The 20-term New York Democrat had been admonished last week by the House Ethics Committee, which found that Rangel had violated congressional lobbying rules when he was flown to Caribbean business conferences in recent years at the expense of corporate sponsors.
The Ethics Committee finding was odd for a number of reasons. (1) The same House Ethics Committee had approved the trips before Rangel ever boarded a plane. (2) Other lawmakers on the same junkets were cleared of all wrong-doing. And (3) the ethics panel conceded that Rangel himself didn’t know about the corporate sponsorships, though members of his staff allegedly did.
“Common sense dictates that members of Congress should not be held responsible for what could be the wrongdoing or mistakes or errors of staff unless there is reason to believe the members knew or should have known,” Rangel said last week.
Considering all of that, some Washington prognosticators were speculating that the recent admonishment was the least of the problems facing Rangel, who is being investigated for a laundry list of separate ethics violations. As The Washington Post’s Jonathan Capehart pointed out last week:
There’s the use of official stationary to solicit funds for a school of public policy named after him, the rent-controlled apartments and the revised financial disclosure forms that potentially double his net worth. Among other things, those forms revealed not one, but two checking accounts with up to $500,000 in them.
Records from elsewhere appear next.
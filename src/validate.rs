//! Argument validation.
//!
//! Each argument kind has one rule. Filesystem kinds check existence and
//! type; name-shaped kinds only check that every character belongs to an
//! allowed class. The class checks are deliberately shallow: `.1.2.3` passes
//! as a host, and so does a malformed IPv6 literal like `1:::2`.

use std::fs;
use std::path::Path;

use crate::registry::{ArgumentKind, ArgumentSpec};

/// Why an argument was refused.
#[derive(Debug, Clone, PartialEq, Eq)]
pub enum Rejection {
    /// A required argument was not supplied.
    Missing,
    /// The value has the wrong shape or type; no specific message.
    Malformed,
    /// Refused with a message that should be shown to the user as is.
    Diagnosed(String),
}

/// Checks one bound argument against its spec.
///
/// On success returns the value that was checked, which is what the command
/// must receive: dequoted for the filesystem kinds and `NewFile`, unchanged
/// otherwise. An omitted optional argument yields `Ok(None)`.
pub fn validate(value: Option<&str>, spec: ArgumentSpec) -> Result<Option<&str>, Rejection> {
    let Some(value) = value else {
        return if spec.optional {
            Ok(None)
        } else {
            Err(Rejection::Missing)
        };
    };

    let checked = match spec.kind {
        ArgumentKind::ExistingFile => check_entry(value, |meta| meta.is_file())?,
        ArgumentKind::ExistingFileOrDir => {
            check_entry(value, |meta| meta.is_file() || meta.is_dir())?
        }
        ArgumentKind::ExistingDir => check_entry(value, |meta| meta.is_dir())?,
        ArgumentKind::NewFile => match dequote(value) {
            Some(name) if is_filename(name) => name,
            _ => return Err(Rejection::Malformed),
        },
        ArgumentKind::FreeText => value,
        ArgumentKind::HostOrIp if is_host_or_ip(value) => value,
        ArgumentKind::HostOrIp => return Err(Rejection::Malformed),
    };
    Ok(Some(checked))
}

fn check_entry<'a>(
    value: &'a str,
    accept: impl Fn(&fs::Metadata) -> bool,
) -> Result<&'a str, Rejection> {
    let Some(name) = dequote(value) else {
        return Err(Rejection::Diagnosed("Empty name.".to_string()));
    };
    match fs::metadata(Path::new(name)) {
        Ok(meta) if accept(&meta) => Ok(name),
        Ok(_) => Err(Rejection::Malformed),
        Err(err) => Err(Rejection::Diagnosed(format!("{name}: {err}"))),
    }
}

/// Strips one pair of matching surrounding quotes.
///
/// Returns `None` for an empty value or one that is nothing but a pair of
/// quotes. Values without surrounding quotes come back unchanged.
pub fn dequote(value: &str) -> Option<&str> {
    let bytes = value.as_bytes();
    let inner = match (bytes.first(), bytes.last()) {
        (Some(&first), Some(&last))
            if bytes.len() > 1 && crate::parser::is_quote(first) && first == last =>
        {
            &value[1..value.len() - 1]
        }
        _ => value,
    };
    if inner.is_empty() { None } else { Some(inner) }
}

/// Which alphanumerics a [`CharMask`] admits.
#[derive(Debug, Clone, Copy, PartialEq, Eq)]
enum Alnum {
    Digits,
    Ascii,
    Unicode,
}

/// A set of characters: an alphanumeric class plus extra punctuation,
/// minus a denylist that always wins.
#[derive(Debug, Clone, Copy)]
struct CharMask {
    alnum: Alnum,
    allow: &'static str,
    deny: &'static str,
}

impl CharMask {
    fn contains(&self, c: char) -> bool {
        if self.deny.contains(c) {
            return false;
        }
        let alnum = match self.alnum {
            Alnum::Digits => c.is_ascii_digit(),
            Alnum::Ascii => c.is_ascii_alphanumeric(),
            Alnum::Unicode => c.is_alphanumeric(),
        };
        alnum || self.allow.contains(c)
    }

    /// True if `s` is non-empty and made only of characters in the mask.
    fn matches(&self, s: &str) -> bool {
        !s.is_empty() && s.chars().all(|c| self.contains(c))
    }
}

const HOSTNAME: CharMask = CharMask {
    alnum: Alnum::Ascii,
    allow: "-_.",
    deny: "",
};

const IPV4: CharMask = CharMask {
    alnum: Alnum::Digits,
    allow: ".",
    deny: "",
};

const IPV6: CharMask = CharMask {
    alnum: Alnum::Digits,
    allow: ":abcdefABCDEF",
    deny: "",
};

const FILENAME: CharMask = CharMask {
    alnum: Alnum::Unicode,
    allow: "._-+,@%=:/~ ",
    deny: "<>|&",
};

/// True if `s` could be a file name: no shell metacharacters, no
/// redirection, not empty.
pub fn is_filename(s: &str) -> bool {
    FILENAME.matches(s)
}

/// True if `s` is shaped like a host name, an IPv4 or an IPv6 literal.
pub fn is_host_or_ip(s: &str) -> bool {
    HOSTNAME.matches(s) || IPV4.matches(s) || IPV6.matches(s)
}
I don’t know about you, but I’d be very mindful of having that much coin in checking. I can’t wait to hear Rangel’s explanation. There doesn’t seem to be anyone to throw under the bus for that one.
Meanwhile, Democrats will have to name a replacement for Rangel atop the Ways and Means panel — no easy task considering that the next in line, Rep. Pete Stark (D-Calif.), is even more controversial than Rangel.